Observation data Epoch J2000 Equinox J2000
- Constellation: Auriga
- Right ascension: 05^{h} 20^{m} 33.03590^{s}
- Declination: +36° 37′ 56.0306″
- Apparent magnitude (V): 8.16

Characteristics
- Evolutionary stage: subgiant
- Spectral type: B1.5 IVnp
- U−B color index: −0.68
- B−V color index: +0.03
- Variable type: SX Ari?

Astrometry
- Radial velocity (R_{v}): −6 km/s
- Proper motion (μ): RA: −0.630 mas/yr Dec.: −4.017 mas/yr
- Parallax (π): 0.9831±0.0356 mas
- Distance: 3,300 ± 100 ly (1,020 ± 40 pc)

Details
- Mass: 4.4 M_{☉}
- Radius: 21 R_{☉}
- Luminosity: 556 L_{☉}
- Temperature: 22,675 K
- Rotational velocity (v sin i): 310 km/s
- Age: 200 Myr
- Other designations: MZ Aurigae, MZ Aur, BD+36°1090, HD 34626, HIP 24938, SAO 57915.

Database references
- SIMBAD: data

= HD 34626 =

Star in the constellation Auriga

HD 34626, also known as MZ Aurigae, is an unusual variable star in the northern constellation of Auriga. It has an apparent magnitude of 8.2 and is about 3,300 light years away.

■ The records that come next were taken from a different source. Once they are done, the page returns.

#[cfg(test)]
mod tests {
    use super::*;
    use crate::models::message::MessageContent;
    use crate::models::role::Role;
    use crate::product::ProductSystem;
    use crate::providers::base::Usage;
    use crate::providers::mock::{end_turn, tool_use, MockProvider};
    use async_trait::async_trait;
    use serde_json::Value;
    use std::sync::atomic::{AtomicUsize, Ordering};
    use std::sync::Arc;

    // Mock system for testing
    struct MockSystem {
        name: String,
        tools: Vec<Tool>,
        calls: Arc<AtomicUsize>,
    }

    impl MockSystem {
        fn new(name: &str) -> Self {
            Self {
                name: name.to_string(),
                tools: vec![Tool::new(
                    "echo",
                    "Echoes back the input",
                    json!({"type": "object", "properties": {"message": {"type": "string"}}, "required": ["message"]}),
                )],
                calls: Arc::new(AtomicUsize::new(0)),
            }
        }
    }

    #[async_trait]
    impl System for MockSystem {
        fn name(&self) -> &str {
            &self.name
        }

        fn description(&self) -> &str {
            "A mock system for testing"
        }

        fn instructions(&self) -> &str {
            "Mock system instructions"
        }

        fn tools(&self) -> &[Tool] {
            &self.tools
        }

        async fn call(&self, tool_call: ToolCall) -> AgentResult<Vec<Content>> {
            self.calls.fetch_add(1, Ordering::SeqCst);
            match tool_call.name.as_str() {
                "echo" => Ok(vec![Content::text(
                    tool_call.arguments["message"].as_str().unwrap_or(""),
                )]),
                _ => Err(AgentError::ToolNotFound(tool_call.name)),
            }
        }
    }

    async fn collect(agent: &Agent, text: &str) -> Result<Vec<Message>> {
        let mut stream = agent.reply(&[Message::user().with_text(text)]).await?;
        let mut messages = Vec::new();
        while let Some(msg) = stream.try_next().await? {
            messages.push(msg);
        }
        Ok(messages)
    }

    fn tool_responses(message: &Message) -> Vec<(String, AgentResult<Vec<Content>>)> {
        message
            .content
            .iter()
            .filter_map(|c| c.as_tool_response())
            .map(|r| (r.id.clone(), r.tool_result.clone()))
            .collect()
    }

    #[tokio::test]
    async fn test_simple_response() -> Result<()> {
        let response = Message::assistant().with_text("Hello!");
        let provider = MockProvider::new(vec![end_turn(response.clone())]);
        let agent = Agent::new(Box::new(provider));

        let messages = collect(&agent, "Hi").await?;

        assert_eq!(messages.len(), 1);
        assert_eq!(messages[0], response);
        Ok(())
    }

    #[tokio::test]
    async fn test_one_tool_round_then_final_text() -> Result<()> {
        let provider = MockProvider::new(vec![
            tool_use(Message::assistant().with_tool_request(
                "toolu_1",
                Ok(ToolCall::new("echo", json!({"message": "test"}))),
            )),
            end_turn(Message::assistant().with_text("Done!")),
        ]);
        let requests = provider.requests();
        let mut agent = Agent::new(Box::new(provider));
        let system = MockSystem::new("test");
        let calls = Arc::clone(&system.calls);
        agent.add_system(Box::new(system));

        let messages = collect(&agent, "Echo test").await?;

        // Tool request, tool response, final text
        assert_eq!(messages.len(), 3);
        assert!(messages[0]
            .content
            .iter()
            .any(|c| matches!(c, MessageContent::ToolRequest(_))));
        assert_eq!(messages[1].role, Role::User);
        assert_eq!(
            tool_responses(&messages[1]),
            vec![("toolu_1".to_string(), Ok(vec![Content::text("test")]))]
        );
        assert_eq!(messages[2].content[0], MessageContent::text("Done!"));
        assert_eq!(calls.load(Ordering::SeqCst), 1);

        // The second request carries the assistant tool request and exactly one result message
        let requests = requests.lock().unwrap();
        assert_eq!(requests.len(), 2);
        assert_eq!(requests[0].len(), 1);
        assert_eq!(requests[1].len(), 3);
        assert_eq!(requests[1][1].role, Role::Assistant);
        assert_eq!(requests[1][2], messages[1]);
        Ok(())
    }

    #[tokio::test]
    async fn test_run_returns_concatenated_text() -> Result<()> {
        let mut agent = Agent::new(Box::new(MockProvider::new(vec![
            tool_use(
                Message::assistant()
                    .with_text("Checking capacity.")
                    .with_tool_request(
                        "toolu_9",
                        Ok(ToolCall::new(
                            "check_team_capacity",
                            json!({"team": "frontend", "time_period": "next_sprint"}),
                        )),
                    ),
            ),
            end_turn(
                Message::assistant()
                    .with_text("Frontend is at 87.5%. ")
                    .with_text("Avoid adding scope."),
            ),
        ])));
        agent.add_system(Box::new(ProductSystem::default()));

        let answer = agent.run("Can frontend take the new feature?").await?;
        assert_eq!(answer, "Frontend is at 87.5%. Avoid adding scope.");
        Ok(())
    }

    #[tokio::test]
    async fn test_product_tool_result_is_fed_back() -> Result<()> {
        let provider = MockProvider::new(vec![
            tool_use(Message::assistant().with_tool_request(
                "toolu_2",
                Ok(ToolCall::new("check_team_capacity", json!({"team": "backend", "time_period": "next_sprint"}))),
            )),
            end_turn(Message::assistant().with_text("Backend has room.")),
        ]);
        let mut agent = Agent::new(Box::new(provider));
        agent.add_system(Box::new(ProductSystem::default()));

        let messages = collect(&agent, "How loaded is backend?").await?;
        let responses = tool_responses(&messages[1]);
        assert_eq!(responses.len(), 1);
        assert_eq!(responses[0].0, "toolu_2");

        let contents = responses[0].1.as_ref().unwrap();
        let value: Value = serde_json::from_str(contents[0].as_text().unwrap())?;
        assert_eq!(value["utilization"], "76.0%");
        assert_eq!(value["recommendation"], "Good capacity");
        Ok(())
    }

    #[tokio::test]
    async fn test_invalid_tool() -> Result<()> {
        let mut agent = Agent::new(Box::new(MockProvider::new(vec![
            tool_use(
                Message::assistant()
                    .with_tool_request("1", Ok(ToolCall::new("invalid_tool", json!({})))),
            ),
            end_turn(Message::assistant().with_text("Error occurred")),
        ])));

        agent.add_system(Box::new(MockSystem::new("test")));

        let messages = collect(&agent, "Invalid tool").await?;

        // Tool request, unknown-tool payload as a normal result, and model text
        assert_eq!(messages.len(), 3);
        assert_eq!(
            tool_responses(&messages[1]),
            vec![(
                "1".to_string(),
                Ok(vec![Content::json(&json!({"error": "Unknown tool: invalid_tool"}))])
            )]
        );
        assert_eq!(messages[2].content[0], MessageContent::text("Error occurred"));
        Ok(())
    }

    #[tokio::test]
    async fn test_unknown_product_tool_gets_error_payload() -> Result<()> {
        let mut agent = Agent::new(Box::new(MockProvider::new(vec![
            tool_use(
                Message::assistant()
                    .with_tool_request("toolu_7", Ok(ToolCall::new("summarize_feedback", json!({})))),
            ),
            end_turn(Message::assistant().with_text("I can't summarize feedback.")),
        ])));
        agent.add_system(Box::new(ProductSystem::default()));

        let messages = collect(&agent, "Summarize last week's feedback").await?;
        let responses = tool_responses(&messages[1]);
        assert_eq!(responses.len(), 1);
        assert_eq!(responses[0].0, "toolu_7");

        let contents = responses[0].1.as_ref().unwrap();
        let value: Value = serde_json::from_str(contents[0].as_text().unwrap())?;
        assert_eq!(value, json!({"error": "Unknown tool: summarize_feedback"}));
        Ok(())
    }

    #[tokio::test]
    async fn test_multiple_tool_calls_keep_order_and_ids() -> Result<()> {
        let mut agent = Agent::new(Box::new(MockProvider::new(vec![
            tool_use(
                Message::assistant()
                    .with_tool_request("1", Ok(ToolCall::new("echo", json!({"message": "first"}))))
                    .with_tool_request(
                        "2",
                        Ok(ToolCall::new("echo", json!({"message": "second"}))),
                    ),
            ),
            end_turn(Message::assistant().with_text("All done!")),
        ])));

        agent.add_system(Box::new(MockSystem::new("test")));

        let messages = collect(&agent, "Multiple calls").await?;

        assert_eq!(messages.len(), 3);
        assert_eq!(
            tool_responses(&messages[1]),
            vec![
                ("1".to_string(), Ok(vec![Content::text("first")])),
                ("2".to_string(), Ok(vec![Content::text("second")])),
            ]
        );
        assert_eq!(messages[2].content[0], MessageContent::text("All done!"));
        Ok(())
    }

    #[tokio::test]
    async fn test_failed_call_does_not_abort_batch() -> Result<()> {
        let mut agent = Agent::new(Box::new(MockProvider::new(vec![
            tool_use(
                Message::assistant()
                    .with_tool_request(
                        "a",
                        Ok(ToolCall::new(
                            "calculate_rice_score",
                            json!({"feature_name": "SSO", "reach": 100, "impact": 1, "confidence": 80, "effort": 0}),
                        )),
                    )
                    .with_tool_request(
                        "b",
                        Ok(ToolCall::new("get_roadmap", json!({"quarter": "current"}))),
                    ),
            ),
            end_turn(Message::assistant().with_text("Effort needs to be positive.")),
        ])));
        agent.add_system(Box::new(ProductSystem::default()));

        let messages = collect(&agent, "Score SSO").await?;
        let responses = tool_responses(&messages[1]);

        assert_eq!(responses.len(), 2);
        assert_eq!(responses[0].0, "a");
        assert!(matches!(
            responses[0].1,
            Err(AgentError::InvalidParameters(_))
        ));
        assert_eq!(responses[1].0, "b");
        assert!(responses[1].1.is_ok());
        Ok(())
    }

    #[tokio::test]
    async fn test_unexpected_stop_reason_ends_reply() -> Result<()> {
        let provider = MockProvider::new(vec![
            Completion::new(
                Message::assistant().with_text("truncated"),
                StopReason::Other("max_tokens".to_string()),
                Usage::default(),
            ),
            end_turn(Message::assistant().with_text("never sent")),
        ]);
        let requests = provider.requests();
        let agent = Agent::new(Box::new(provider));

        let answer = agent.run("Write a long PRD").await?;
        assert_eq!(answer, "Unexpected stop reason: max_tokens");
        assert_eq!(requests.lock().unwrap().len(), 1);
        Ok(())
    }

    #[tokio::test]
    async fn test_max_turns_exceeded() -> Result<()> {
        let looping: Vec<Completion> = (0..5)
            .map(|i| {
                tool_use(Message::assistant().with_tool_request(
                    format!("toolu_{}", i),
                    Ok(ToolCall::new("echo", json!({"message": "again"}))),
                ))
            })
            .collect();
        let provider = MockProvider::new(looping);
        let requests = provider.requests();
        let mut agent = Agent::new(Box::new(provider)).with_max_turns(3);
        agent.add_system(Box::new(MockSystem::new("test")));

        let err = agent.run("Loop forever").await.unwrap_err();
        assert_eq!(
            err.downcast_ref::<AgentError>(),
            Some(&AgentError::MaxTurnsExceeded(3))
        );
        assert_eq!(requests.lock().unwrap().len(), 3);
        Ok(())
    }

    #[tokio::test]
    async fn test_tool_use_without_requests_is_an_error() -> Result<()> {
        let agent = Agent::new(Box::new(MockProvider::new(vec![tool_use(
            Message::assistant().with_text("I will use a tool"),
        )])));

        let err = agent.run("Hi").await.unwrap_err();
        assert!(matches!(
            err.downcast_ref::<AgentError>(),
            Some(AgentError::Internal(_))
        ));
        Ok(())
    }

    #[test]
    fn test_system_prompt_includes_systems() -> Result<()> {
        let mut agent = Agent::new(Box::new(MockProvider::new(vec![])));
        agent.add_system(Box::new(ProductSystem::default()));

        let prompt = agent.get_system_prompt()?;
        assert!(prompt.contains("experienced product manager"));
        assert!(prompt.contains("## ProductSystem"));
        assert!(prompt.contains("Known engineering teams"));
        Ok(())
    }

    #[test]
    fn test_tools_are_collected_from_systems() {
        let mut agent = Agent::new(Box::new(MockProvider::new(vec![])));
        agent.add_system(Box::new(MockSystem::new("test")));
        agent.add_system(Box::new(ProductSystem::default()));

        let names: Vec<_> = agent.get_tools().into_iter().map(|t| t.name).collect();
        assert_eq!(names.len(), 6);
        assert_eq!(names[0], "echo");
        assert!(agent.get_system_for_tool("get_roadmap").is_some());
        assert!(agent.get_system_for_tool("bash").is_none());
    }
}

The spectrum of HD 34626 had long been known to be unusual, with very broad lines indicating rapid rotation and emission lines marking it as a Be star. In 1970, John R. Percy found that it varies in brightness by 0.1 magnitude over time scales of 8 to 12 hours, but these variations are not periodic. This indicates the variability is not caused by ellipsoidal effects, and the nature of the variability remains unknown. It may be a type of SX Arietis variable. It was given its variable star designation in 1972.

HD 34626 has exhausted its core hydrogen and evolved away from the main sequence. Its spectral type indicates that it is a subgiant, but evolutionary models suggest it may be in the giant stage.